──────── Extracted entries ────────

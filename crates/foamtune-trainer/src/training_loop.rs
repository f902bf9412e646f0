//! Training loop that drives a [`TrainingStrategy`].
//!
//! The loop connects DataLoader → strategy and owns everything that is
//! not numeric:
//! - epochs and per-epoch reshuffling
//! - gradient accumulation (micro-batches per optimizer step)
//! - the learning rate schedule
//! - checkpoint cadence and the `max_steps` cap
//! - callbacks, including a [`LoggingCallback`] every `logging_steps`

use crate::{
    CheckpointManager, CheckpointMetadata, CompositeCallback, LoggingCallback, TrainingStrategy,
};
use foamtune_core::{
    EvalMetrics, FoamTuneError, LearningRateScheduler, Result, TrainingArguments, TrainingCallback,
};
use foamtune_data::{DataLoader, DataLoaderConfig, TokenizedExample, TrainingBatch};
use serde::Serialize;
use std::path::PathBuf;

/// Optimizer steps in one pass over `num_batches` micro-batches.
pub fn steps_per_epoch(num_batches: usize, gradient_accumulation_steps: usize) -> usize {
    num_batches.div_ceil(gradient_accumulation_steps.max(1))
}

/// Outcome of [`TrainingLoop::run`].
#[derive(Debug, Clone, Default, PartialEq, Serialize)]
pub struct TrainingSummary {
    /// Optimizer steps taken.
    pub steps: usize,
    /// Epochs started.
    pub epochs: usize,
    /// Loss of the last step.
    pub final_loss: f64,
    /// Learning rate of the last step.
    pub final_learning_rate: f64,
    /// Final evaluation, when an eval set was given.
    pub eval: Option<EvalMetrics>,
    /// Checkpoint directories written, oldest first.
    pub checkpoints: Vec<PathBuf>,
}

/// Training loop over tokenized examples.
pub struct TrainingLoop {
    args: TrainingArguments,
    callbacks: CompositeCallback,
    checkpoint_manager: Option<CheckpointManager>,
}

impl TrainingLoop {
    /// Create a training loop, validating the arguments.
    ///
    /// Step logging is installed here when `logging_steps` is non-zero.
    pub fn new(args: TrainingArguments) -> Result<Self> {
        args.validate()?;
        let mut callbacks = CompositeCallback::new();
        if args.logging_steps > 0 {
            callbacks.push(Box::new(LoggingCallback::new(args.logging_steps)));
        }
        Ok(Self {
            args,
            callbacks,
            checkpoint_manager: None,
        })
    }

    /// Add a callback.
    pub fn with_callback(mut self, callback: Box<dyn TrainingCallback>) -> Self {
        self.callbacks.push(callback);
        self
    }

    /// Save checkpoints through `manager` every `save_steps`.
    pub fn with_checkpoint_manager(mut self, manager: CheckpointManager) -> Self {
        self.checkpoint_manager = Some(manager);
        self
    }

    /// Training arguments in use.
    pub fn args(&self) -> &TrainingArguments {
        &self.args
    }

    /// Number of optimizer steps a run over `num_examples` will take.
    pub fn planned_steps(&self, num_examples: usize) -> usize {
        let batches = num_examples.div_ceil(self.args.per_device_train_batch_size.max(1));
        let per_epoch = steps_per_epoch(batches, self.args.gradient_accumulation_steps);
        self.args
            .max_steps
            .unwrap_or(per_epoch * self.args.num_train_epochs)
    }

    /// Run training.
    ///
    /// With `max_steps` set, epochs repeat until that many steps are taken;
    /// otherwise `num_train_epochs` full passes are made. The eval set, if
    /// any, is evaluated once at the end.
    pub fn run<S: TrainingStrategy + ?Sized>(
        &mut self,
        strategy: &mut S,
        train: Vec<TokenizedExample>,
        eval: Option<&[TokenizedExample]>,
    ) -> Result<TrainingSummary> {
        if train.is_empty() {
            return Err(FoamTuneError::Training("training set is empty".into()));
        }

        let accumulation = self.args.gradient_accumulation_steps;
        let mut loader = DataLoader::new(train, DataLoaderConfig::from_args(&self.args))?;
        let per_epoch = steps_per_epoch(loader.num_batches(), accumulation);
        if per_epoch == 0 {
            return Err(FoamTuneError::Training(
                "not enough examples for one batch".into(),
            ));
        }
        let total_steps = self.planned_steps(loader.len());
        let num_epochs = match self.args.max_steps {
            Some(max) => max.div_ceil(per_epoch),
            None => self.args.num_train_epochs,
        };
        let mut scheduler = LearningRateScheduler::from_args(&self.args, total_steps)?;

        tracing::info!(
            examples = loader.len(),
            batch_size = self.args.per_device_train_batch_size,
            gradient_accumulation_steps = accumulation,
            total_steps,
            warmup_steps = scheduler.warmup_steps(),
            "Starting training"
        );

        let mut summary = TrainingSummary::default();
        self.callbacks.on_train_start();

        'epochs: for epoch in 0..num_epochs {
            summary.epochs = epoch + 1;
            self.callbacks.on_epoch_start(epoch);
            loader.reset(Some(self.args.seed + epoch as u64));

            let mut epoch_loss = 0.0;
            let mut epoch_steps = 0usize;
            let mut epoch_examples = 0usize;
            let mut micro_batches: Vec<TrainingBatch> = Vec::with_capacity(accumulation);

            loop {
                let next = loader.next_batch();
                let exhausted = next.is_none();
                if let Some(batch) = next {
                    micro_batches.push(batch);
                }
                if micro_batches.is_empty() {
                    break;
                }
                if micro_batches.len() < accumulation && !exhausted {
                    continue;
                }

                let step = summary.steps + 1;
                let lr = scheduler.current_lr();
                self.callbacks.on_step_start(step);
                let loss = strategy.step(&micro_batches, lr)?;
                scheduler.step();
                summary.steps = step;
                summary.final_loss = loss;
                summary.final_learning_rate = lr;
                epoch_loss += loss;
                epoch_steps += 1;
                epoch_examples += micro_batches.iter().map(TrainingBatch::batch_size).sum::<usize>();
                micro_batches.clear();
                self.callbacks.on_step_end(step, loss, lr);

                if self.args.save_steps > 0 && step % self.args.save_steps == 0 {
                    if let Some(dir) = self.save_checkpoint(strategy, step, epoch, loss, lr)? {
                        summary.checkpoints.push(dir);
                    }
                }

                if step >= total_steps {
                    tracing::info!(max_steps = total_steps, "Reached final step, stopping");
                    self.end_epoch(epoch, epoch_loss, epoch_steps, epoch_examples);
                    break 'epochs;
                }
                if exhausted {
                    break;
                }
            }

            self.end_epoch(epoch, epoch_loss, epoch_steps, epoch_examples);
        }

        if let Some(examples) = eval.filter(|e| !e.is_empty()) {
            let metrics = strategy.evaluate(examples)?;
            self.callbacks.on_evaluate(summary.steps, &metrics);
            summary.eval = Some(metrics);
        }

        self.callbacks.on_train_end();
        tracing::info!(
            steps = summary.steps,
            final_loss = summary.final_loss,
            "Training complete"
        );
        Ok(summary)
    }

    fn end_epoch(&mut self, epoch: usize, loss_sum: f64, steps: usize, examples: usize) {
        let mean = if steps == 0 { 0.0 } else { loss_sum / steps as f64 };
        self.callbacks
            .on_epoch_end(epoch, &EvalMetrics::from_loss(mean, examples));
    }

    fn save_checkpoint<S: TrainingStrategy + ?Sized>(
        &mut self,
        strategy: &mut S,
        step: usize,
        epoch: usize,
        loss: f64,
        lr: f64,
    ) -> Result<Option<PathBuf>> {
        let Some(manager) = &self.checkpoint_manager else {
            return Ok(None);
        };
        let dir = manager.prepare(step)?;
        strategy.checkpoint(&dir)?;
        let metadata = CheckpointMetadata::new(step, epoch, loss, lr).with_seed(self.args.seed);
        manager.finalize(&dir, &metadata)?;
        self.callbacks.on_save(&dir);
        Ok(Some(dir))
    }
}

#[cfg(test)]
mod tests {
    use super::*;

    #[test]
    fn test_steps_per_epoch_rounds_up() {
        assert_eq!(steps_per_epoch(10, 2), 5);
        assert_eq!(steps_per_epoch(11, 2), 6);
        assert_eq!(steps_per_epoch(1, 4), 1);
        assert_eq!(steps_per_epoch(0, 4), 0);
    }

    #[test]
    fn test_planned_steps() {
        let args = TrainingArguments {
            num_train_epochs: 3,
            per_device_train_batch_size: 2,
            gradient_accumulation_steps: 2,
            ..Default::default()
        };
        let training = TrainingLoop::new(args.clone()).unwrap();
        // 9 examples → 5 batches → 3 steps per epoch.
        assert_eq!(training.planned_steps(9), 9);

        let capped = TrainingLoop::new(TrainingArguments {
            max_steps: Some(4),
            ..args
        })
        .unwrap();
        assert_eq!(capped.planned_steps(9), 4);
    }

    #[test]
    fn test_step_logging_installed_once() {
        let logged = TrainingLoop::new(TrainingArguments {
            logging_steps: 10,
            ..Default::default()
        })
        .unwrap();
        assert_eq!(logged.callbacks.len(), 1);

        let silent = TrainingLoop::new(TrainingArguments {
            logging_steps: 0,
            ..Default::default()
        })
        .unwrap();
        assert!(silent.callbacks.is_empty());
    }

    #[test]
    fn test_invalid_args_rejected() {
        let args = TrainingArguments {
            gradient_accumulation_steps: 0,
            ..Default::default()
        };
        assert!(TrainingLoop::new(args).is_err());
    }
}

────────

Task: Reproduce every line of the entries above, unchanged, from the very first one down to and including the line containing "Step logging is".

Answer to the exercise:
filename crates/foamtune-trainer/src/training_loop.rs
repository f902bf9412e646f0
//! Training loop that drives a [`TrainingStrategy`].
//!
//! The loop connects DataLoader → strategy and owns everything that is
//! not numeric:
//! - epochs and per-epoch reshuffling
//! - gradient accumulation (micro-batches per optimizer step)
//! - the learning rate schedule
//! - checkpoint cadence and the `max_steps` cap
//! - callbacks, including a [`LoggingCallback`] every `logging_steps`

use crate::{
    CheckpointManager, CheckpointMetadata, CompositeCallback, LoggingCallback, TrainingStrategy,
};
use foamtune_core::{
    EvalMetrics, FoamTuneError, LearningRateScheduler, Result, TrainingArguments, TrainingCallback,
};
use foamtune_data::{DataLoader, DataLoaderConfig, TokenizedExample, TrainingBatch};
use serde::Serialize;
use std::path::PathBuf;

/// Optimizer steps in one pass over `num_batches` micro-batches.
pub fn steps_per_epoch(num_batches: usize, gradient_accumulation_steps: usize) -> usize {
    num_batches.div_ceil(gradient_accumulation_steps.max(1))
}

/// Outcome of [`TrainingLoop::run`].
#[derive(Debug, Clone, Default, PartialEq, Serialize)]
pub struct TrainingSummary {
    /// Optimizer steps taken.
    pub steps: usize,
    /// Epochs started.
    pub epochs: usize,
    /// Loss of the last step.
    pub final_loss: f64,
    /// Learning rate of the last step.
    pub final_learning_rate: f64,
    /// Final evaluation, when an eval set was given.
    pub eval: Option<EvalMetrics>,
    /// Checkpoint directories written, oldest first.
    pub checkpoints: Vec<PathBuf>,
}

/// Training loop over tokenized examples.
pub struct TrainingLoop {
    args: TrainingArguments,
    callbacks: CompositeCallback,
    checkpoint_manager: Option<CheckpointManager>,
}

impl TrainingLoop {
    /// Create a training loop, validating the arguments.
    ///
    /// Step logging is installed here when `logging_steps` is non-zero.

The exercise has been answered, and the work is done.